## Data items
-- Opening Marker --
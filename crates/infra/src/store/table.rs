//! Helpers shared by the CSV table codecs.

use core::str::FromStr;

use csv::StringRecord;
use rust_decimal::Decimal;
use rust_decimal::prelude::ToPrimitive;

use super::r#trait::StoreError;

/// Positions of named columns in a header row.
///
/// Matching is case-insensitive and ignores surrounding whitespace and a
/// UTF-8 BOM, so tables exported by spreadsheet tools load unchanged.
pub(crate) struct HeaderIndex {
    table: &'static str,
    names: Vec<String>,
}

impl HeaderIndex {
    pub(crate) fn new(table: &'static str, headers: &StringRecord) -> Self {
        let names = headers
            .iter()
            .map(|h| h.trim_start_matches('\u{FEFF}').trim().to_lowercase())
            .collect();
        Self { table, names }
    }

    pub(crate) fn optional(&self, name: &str) -> Option<usize> {
        let wanted = name.to_lowercase();
        self.names.iter().position(|n| *n == wanted)
    }

    pub(crate) fn required(&self, name: &str) -> Result<usize, StoreError> {
        self.optional(name).ok_or_else(|| StoreError::Malformed {
            table: self.table,
            line: 1,
            reason: format!("missing column {name}"),
        })
    }
}

/// Trimmed cell at `idx`; empty string when the row is short.
pub(crate) fn cell(record: &StringRecord, idx: usize) -> &str {
    record.get(idx).map(str::trim).unwrap_or("")
}

/// Parse a non-negative whole number. Spreadsheet exports often write counts
/// as `7.0`, so a decimal with no fractional part is accepted too.
pub(crate) fn parse_count(raw: &str) -> Result<u64, String> {
    if let Ok(n) = raw.parse::<u64>() {
        return Ok(n);
    }
    let d = Decimal::from_str(raw).map_err(|_| format!("{raw:?} is not a number"))?;
    if !d.fract().is_zero() {
        return Err(format!("{raw:?} is not a whole number"));
    }
    d.to_u64()
        .ok_or_else(|| format!("{raw:?} is not a non-negative count"))
}

pub(crate) fn parse_decimal(raw: &str) -> Result<Decimal, String> {
    Decimal::from_str(raw)
        .or_else(|_| Decimal::from_scientific(raw))
        .map_err(|_| format!("{raw:?} is not a decimal number"))
}

pub(crate) fn csv_error(table: &'static str, err: csv::Error) -> StoreError {
    let line = err.position().map(|p| p.line()).unwrap_or(0);
    StoreError::Malformed {
        table,
        line,
        reason: err.to_string(),
    }
}

pub(crate) fn encode_error(table: &'static str, err: impl core::fmt::Display) -> StoreError {
    StoreError::Unavailable(format!("could not encode {table} table: {err}"))
}

#[cfg(test)]
mod tests {
    use super::*;

    #[test]
    fn counts_accept_spreadsheet_floats() {
        assert_eq!(parse_count("7"), Ok(7));
        assert_eq!(parse_count("7.0"), Ok(7));
        assert!(parse_count("7.5").is_err());
        assert!(parse_count("-1").is_err());
        assert!(parse_count("siete").is_err());
    }

    #[test]
    fn headers_match_case_insensitively_and_skip_bom() {
        let headers = StringRecord::from(vec!["\u{FEFF}codigo", " Familia ", "COSTO"]);
        let index = HeaderIndex::new("products", &headers);
        assert_eq!(index.required("CODIGO").unwrap(), 0);
        assert_eq!(index.required("Familia").unwrap(), 1);
        assert_eq!(index.optional("costo"), Some(2));
        assert!(index.optional("Ventas").is_none());
        assert!(matches!(
            index.required("Talla"),
            Err(StoreError::Malformed { line: 1, .. })
        ));
    }
}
-- Closing Marker --
## TASK DETAILS
Say how many lines of the data include the string "HeaderIndex". Nothing other than the number should be given.

## SOLUTION TO THE PROBLEM
3